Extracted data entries
--------------------------------------------------

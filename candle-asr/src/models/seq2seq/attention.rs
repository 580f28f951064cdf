//! Attention modules consumed by the decoder.
//!
//! Every module maps a decoder query and the encoder output to an alignment over
//! encoder frames plus the matching context vector:
//!
//! - query: [batch, steps, hidden]
//! - keys (encoder output): [batch, time, hidden]
//! - prev_alpha: [batch, time], absent on the first step
//! - window: additive log-weights [batch, steps, time]
//!
//! returning `(alpha [batch, steps, time], summary [batch, steps, hidden])`.

use std::sync::Arc;

use candle::{Module, Result, Tensor, D};
use candle_nn::{Conv1d, Conv1dConfig, Linear, VarBuilder};
use serde::Deserialize;

pub trait Attention: std::fmt::Debug + Send + Sync {
    fn forward(
        &self,
        query: &Tensor,
        keys: &Tensor,
        prev_alpha: Option<&Tensor>,
        window: Option<&Tensor>,
        encoder_lengths: Option<&[usize]>,
    ) -> Result<(Tensor, Tensor)>;

    /// Whether the module reads the previous step's alignment. Such modules can only
    /// be run one step at a time.
    fn requires_previous_alpha(&self) -> bool {
        false
    }
}

/// Attention variant selection, deserialized from the model config.
#[derive(Debug, Clone, PartialEq, Eq, Default, Deserialize)]
#[serde(tag = "type", rename_all = "snake_case")]
pub enum AttentionConfig {
    #[default]
    Content,
    NeuralContent {
        dim: usize,
    },
    SimpleLocation {
        kernel: usize,
    },
}

pub fn build(cfg: &AttentionConfig, hidden_size: usize, vb: VarBuilder) -> Result<Arc<dyn Attention>> {
    let attention: Arc<dyn Attention> = match cfg {
        AttentionConfig::Content => Arc::new(ContentAttention::new()),
        AttentionConfig::NeuralContent { dim } => {
            Arc::new(NeuralContentAttention::new(hidden_size, *dim, vb)?)
        }
        AttentionConfig::SimpleLocation { kernel } => {
            Arc::new(SimpleLocationAttention::new(*kernel, vb)?)
        }
    };
    Ok(attention)
}

/// Additive mask hiding frames at or beyond each sequence's length: [batch, 1, time].
fn length_mask(lengths: &[usize], batch_size: usize, time: usize, like: &Tensor) -> Result<Tensor> {
    if lengths.len() != batch_size {
        candle::bail!(
            "got {} encoder lengths for a batch of {batch_size}",
            lengths.len()
        )
    }
    let mut mask = vec![0f32; batch_size * time];
    for (b, &len) in lengths.iter().enumerate() {
        let len = len.clamp(1, time);
        mask[b * time + len..(b + 1) * time].fill(f32::NEG_INFINITY);
    }
    Tensor::from_vec(mask, (batch_size, 1, time), like.device())?.to_dtype(like.dtype())
}

/// Masks the raw scores, normalizes over time and pools the encoder output.
fn attend(
    scores: Tensor,
    keys: &Tensor,
    window: Option<&Tensor>,
    encoder_lengths: Option<&[usize]>,
) -> Result<(Tensor, Tensor)> {
    let (batch_size, _, time) = scores.dims3()?;
    let mut scores = scores;
    if let Some(window) = window {
        scores = scores.broadcast_add(&window.to_dtype(scores.dtype())?)?;
    }
    if let Some(lengths) = encoder_lengths {
        scores = scores.broadcast_add(&length_mask(lengths, batch_size, time, &scores)?)?;
    }
    let alpha = candle_nn::ops::softmax(&scores, D::Minus1)?;
    let summary = alpha.matmul(&keys.contiguous()?)?;
    Ok((alpha, summary))
}

fn ensure_frames(keys: &Tensor) -> Result<()> {
    if keys.dim(1)? == 0 {
        candle::bail!("cannot attend over an encoder output without frames")
    }
    Ok(())
}

fn dot_scores(query: &Tensor, keys: &Tensor) -> Result<Tensor> {
    query.contiguous()?.matmul(&keys.t()?)
}

/// Dot-product attention: `score(q, k) = q · k`.
#[derive(Debug, Clone)]
pub struct ContentAttention {
    span: tracing::Span,
}

impl ContentAttention {
    pub fn new() -> Self {
        Self {
            span: tracing::span!(tracing::Level::TRACE, "content-attn"),
        }
    }
}

impl Default for ContentAttention {
    fn default() -> Self {
        Self::new()
    }
}

impl Attention for ContentAttention {
    fn forward(
        &self,
        query: &Tensor,
        keys: &Tensor,
        _prev_alpha: Option<&Tensor>,
        window: Option<&Tensor>,
        encoder_lengths: Option<&[usize]>,
    ) -> Result<(Tensor, Tensor)> {
        let _enter = self.span.enter();
        ensure_frames(keys)?;
        attend(dot_scores(query, keys)?, keys, window, encoder_lengths)
    }
}

/// Additive (Bahdanau) attention: `score(q, k) = vᵀ tanh(W_q q + W_k k)`.
#[derive(Debug, Clone)]
pub struct NeuralContentAttention {
    query_proj: Linear,
    key_proj: Linear,
    score_proj: Linear,
    span: tracing::Span,
}

impl NeuralContentAttention {
    pub fn new(hidden_size: usize, attn_dim: usize, vb: VarBuilder) -> Result<Self> {
        let query_proj = candle_nn::linear_no_bias(hidden_size, attn_dim, vb.pp("query"))?;
        let key_proj = candle_nn::linear(hidden_size, attn_dim, vb.pp("key"))?;
        let score_proj = candle_nn::linear_no_bias(attn_dim, 1, vb.pp("score"))?;
        Ok(Self {
            query_proj,
            key_proj,
            score_proj,
            span: tracing::span!(tracing::Level::TRACE, "neural-content-attn"),
        })
    }
}

impl Attention for NeuralContentAttention {
    fn forward(
        &self,
        query: &Tensor,
        keys: &Tensor,
        _prev_alpha: Option<&Tensor>,
        window: Option<&Tensor>,
        encoder_lengths: Option<&[usize]>,
    ) -> Result<(Tensor, Tensor)> {
        let _enter = self.span.enter();
        ensure_frames(keys)?;
        // [batch, steps, 1, dim] + [batch, 1, time, dim]
        let q = self.query_proj.forward(query)?.unsqueeze(2)?;
        let k = self.key_proj.forward(keys)?.unsqueeze(1)?;
        let hidden = q.broadcast_add(&k)?.tanh()?;
        let scores = self.score_proj.forward(&hidden)?.squeeze(D::Minus1)?;
        attend(scores, keys, window, encoder_lengths)
    }
}

/// Content attention biased by a 1-D convolution over the previous alignment.
///
/// The convolution keeps the time length, so the kernel size must be odd.
#[derive(Debug, Clone)]
pub struct SimpleLocationAttention {
    conv: Conv1d,
    span: tracing::Span,
}

impl SimpleLocationAttention {
    pub fn new(kernel: usize, vb: VarBuilder) -> Result<Self> {
        if kernel % 2 == 0 {
            candle::bail!("location attention kernel must be odd, got {kernel}")
        }
        let cfg = Conv1dConfig {
            padding: kernel / 2,
            ..Default::default()
        };
        let conv = candle_nn::conv1d(1, 1, kernel, cfg, vb.pp("conv"))?;
        Ok(Self {
            conv,
            span: tracing::span!(tracing::Level::TRACE, "location-attn"),
        })
    }
}

impl Attention for SimpleLocationAttention {
    fn forward(
        &self,
        query: &Tensor,
        keys: &Tensor,
        prev_alpha: Option<&Tensor>,
        window: Option<&Tensor>,
        encoder_lengths: Option<&[usize]>,
    ) -> Result<(Tensor, Tensor)> {
        let _enter = self.span.enter();
        ensure_frames(keys)?;
        if query.dim(1)? != 1 {
            candle::bail!("location attention only supports one decoder step at a time")
        }
        let mut scores = dot_scores(query, keys)?;
        if let Some(prev) = prev_alpha {
            // [batch, time] -> [batch, 1, time]
            let location = self.conv.forward(&prev.unsqueeze(1)?.contiguous()?)?;
            scores = scores.add(&location)?;
        }
        attend(scores, keys, window, encoder_lengths)
    }

    fn requires_previous_alpha(&self) -> bool {
        true
    }
}
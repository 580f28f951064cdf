//! Attention-based sequence-to-sequence speech recognition on candle.
//!
//! The decoder in [`models::seq2seq`] consumes encoder output and produces token
//! sequences, either for training (teacher forced, with scheduled sampling) or for
//! inference (greedy, beam search, or batched steps driven by an external search).
//! [`eval`] shards a test set across worker threads and reports WER/TER.
pub mod eval;
pub mod index;
pub mod models;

--------------------------------------------------

**What you need to do**: Count, in the records above, the lines that contain the word "modules"; the answer is that number alone.

**Expected output**: 2